* _WHAT NEEDS TO BE DONE_
Nothing but a number is wanted here: the count of lines in the data holding the word "Copy".

(PROVIDED ENTRIES)

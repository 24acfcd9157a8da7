//! Sport identifiers, URL slugs and per-sport period scoring rules.
//!
//! Everything here is static data. Adding a sport means adding one entry
//! to [`SPORTS`], not touching any control flow.

use serde::{Deserialize, Serialize};

#[derive(Debug, Clone, Copy, PartialEq, Eq, Hash, Serialize, Deserialize)]
pub enum Sport {
    Football,
    Basketball,
    Baseball,
    Hockey,
    Tennis,
    Badminton,
    Darts,
    Cricket,
    Mma,
    Esports,
    Handball,
    Futsal,
    Snooker,
    TableTennis,
    Rugby,
    Volleyball,
    Boxing,
    AmericanFootball,
}

/// Scoring sub-unit of a match (half, quarter, inning, set, ...).
#[derive(Debug, Clone, Copy, PartialEq, Eq, Serialize, Deserialize)]
pub enum PeriodType {
    Half,
    Quarter,
    Inning,
    Set,
    Round,
    Overtime,
    Penalties,
    Period,
    Leg,
}

/// Period naming rules for one sport.
///
/// `periods` is the ordered list of applicable period types. `breaks` maps
/// a period count to an index into `periods`: the first `(max, idx)` entry
/// with `count <= max` wins, otherwise the last period type applies.
/// Football reads as: up to 2 periods are halves, a 3rd is overtime,
/// anything beyond is penalties.
#[derive(Debug, Clone, Copy)]
pub struct ScoringRules {
    periods: &'static [PeriodType],
    breaks: &'static [(u32, usize)],
}

impl ScoringRules {
    /// Period type for the `count`-th period of a match (1-based).
    pub fn period_type_for(&self, count: u32) -> PeriodType {
        for &(max, idx) in self.breaks {
            if count <= max {
                return self.periods[idx];
            }
        }
        self.periods[self.periods.len() - 1]
    }
}

struct SportEntry {
    sport: Sport,
    slug: &'static str,
    scoring: Option<ScoringRules>,
}

const fn rules(
    periods: &'static [PeriodType],
    breaks: &'static [(u32, usize)],
) -> Option<ScoringRules> {
    Some(ScoringRules { periods, breaks })
}

/// Closed bidirectional sport <-> slug table plus scoring rules.
///
/// American football carries no scoring rules; resolving its slug yields
/// `UnsupportedSport` upstream.
const SPORTS: [SportEntry; 18] = [
    SportEntry {
        sport: Sport::Football,
        slug: "football",
        scoring: rules(
            &[PeriodType::Half, PeriodType::Overtime, PeriodType::Penalties],
            &[(2, 0), (3, 1)],
        ),
    },
    SportEntry {
        sport: Sport::Basketball,
        slug: "basketball",
        scoring: rules(&[PeriodType::Quarter, PeriodType::Overtime], &[(4, 0)]),
    },
    SportEntry {
        sport: Sport::Baseball,
        slug: "baseball",
        scoring: rules(&[PeriodType::Inning, PeriodType::Overtime], &[(9, 0)]),
    },
    SportEntry {
        sport: Sport::Hockey,
        slug: "hockey",
        scoring: rules(&[PeriodType::Period, PeriodType::Overtime], &[(3, 0)]),
    },
    SportEntry {
        sport: Sport::Tennis,
        slug: "tennis",
        scoring: rules(&[PeriodType::Set], &[]),
    },
    SportEntry {
        sport: Sport::Badminton,
        slug: "badminton",
        scoring: rules(&[PeriodType::Set], &[]),
    },
    SportEntry {
        sport: Sport::Darts,
        slug: "darts",
        scoring: rules(&[PeriodType::Set], &[]),
    },
    SportEntry {
        sport: Sport::Cricket,
        slug: "cricket",
        scoring: rules(&[PeriodType::Set], &[]),
    },
    SportEntry {
        sport: Sport::Mma,
        slug: "mma",
        scoring: rules(&[PeriodType::Round], &[]),
    },
    SportEntry {
        sport: Sport::Esports,
        slug: "esports",
        scoring: rules(&[PeriodType::Half, PeriodType::Overtime], &[(2, 0)]),
    },
    SportEntry {
        sport: Sport::Handball,
        slug: "handball",
        scoring: rules(&[PeriodType::Half, PeriodType::Overtime], &[(2, 0)]),
    },
    SportEntry {
        sport: Sport::Futsal,
        slug: "futsal",
        scoring: rules(&[PeriodType::Half, PeriodType::Overtime], &[(2, 0)]),
    },
    SportEntry {
        sport: Sport::Snooker,
        slug: "snooker",
        scoring: rules(&[PeriodType::Round], &[]),
    },
    SportEntry {
        sport: Sport::TableTennis,
        slug: "table-tennis",
        scoring: rules(&[PeriodType::Set], &[]),
    },
    SportEntry {
        sport: Sport::Rugby,
        slug: "rugby-union",
        scoring: rules(&[PeriodType::Half, PeriodType::Overtime], &[(2, 0)]),
    },
    SportEntry {
        sport: Sport::Volleyball,
        slug: "volleyball",
        scoring: rules(&[PeriodType::Set], &[]),
    },
    SportEntry {
        sport: Sport::Boxing,
        slug: "boxing",
        scoring: rules(&[PeriodType::Round], &[]),
    },
    SportEntry {
        sport: Sport::AmericanFootball,
        slug: "american-football",
        scoring: None,
    },
];

impl Sport {
    /// Look up a sport by its URL slug.
    pub fn from_slug(slug: &str) -> Option<Sport> {
        SPORTS.iter().find(|e| e.slug == slug).map(|e| e.sport)
    }

    pub fn slug(self) -> &'static str {
        SPORTS
            .iter()
            .find(|e| e.sport == self)
            .map(|e| e.slug)
            .unwrap_or("unknown")
    }

    /// Period scoring rules, `None` when not enumerated for this sport.
    pub fn scoring(self) -> Option<ScoringRules> {
        SPORTS
            .iter()
            .find(|e| e.sport == self)
            .and_then(|e| e.scoring)
    }

    pub fn all() -> impl Iterator<Item = Sport> {
        SPORTS.iter().map(|e| e.sport)
    }
}

#[cfg(test)]
mod tests {
    use super::*;

    #[test]
    fn test_slug_round_trip_for_every_sport() {
        for sport in Sport::all() {
            assert_eq!(Sport::from_slug(sport.slug()), Some(sport));
        }
    }

    #[test]
    fn test_table_has_18_entries() {
        assert_eq!(Sport::all().count(), 18);
    }

    #[test]
    fn test_unknown_slug() {
        assert_eq!(Sport::from_slug("curling"), None);
    }

    #[test]
    fn test_badminton_maps_to_badminton() {
        // Regression: the slug table is bidirectional, badminton is not
        // collapsed into tennis.
        assert_eq!(Sport::from_slug("badminton"), Some(Sport::Badminton));
    }

    #[test]
    fn test_football_period_selection() {
        let rules = Sport::Football.scoring().unwrap();
        assert_eq!(rules.period_type_for(1), PeriodType::Half);
        assert_eq!(rules.period_type_for(2), PeriodType::Half);
        assert_eq!(rules.period_type_for(3), PeriodType::Overtime);
        assert_eq!(rules.period_type_for(4), PeriodType::Penalties);
    }

    #[test]
    fn test_basketball_period_selection() {
        let rules = Sport::Basketball.scoring().unwrap();
        assert_eq!(rules.period_type_for(4), PeriodType::Quarter);
        assert_eq!(rules.period_type_for(5), PeriodType::Overtime);
    }

    #[test]
    fn test_baseball_period_selection() {
        let rules = Sport::Baseball.scoring().unwrap();
        assert_eq!(rules.period_type_for(9), PeriodType::Inning);
        assert_eq!(rules.period_type_for(10), PeriodType::Overtime);
    }

    #[test]
    fn test_single_period_sports() {
        let rules = Sport::Tennis.scoring().unwrap();
        assert_eq!(rules.period_type_for(1), PeriodType::Set);
        assert_eq!(rules.period_type_for(5), PeriodType::Set);
    }

    #[test]
    fn test_american_football_has_no_rules() {
        assert!(Sport::AmericanFootball.scoring().is_none());
    }
}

(End PROVIDED ENTRIES)

* _RESPONSE TO THIS TASK_
3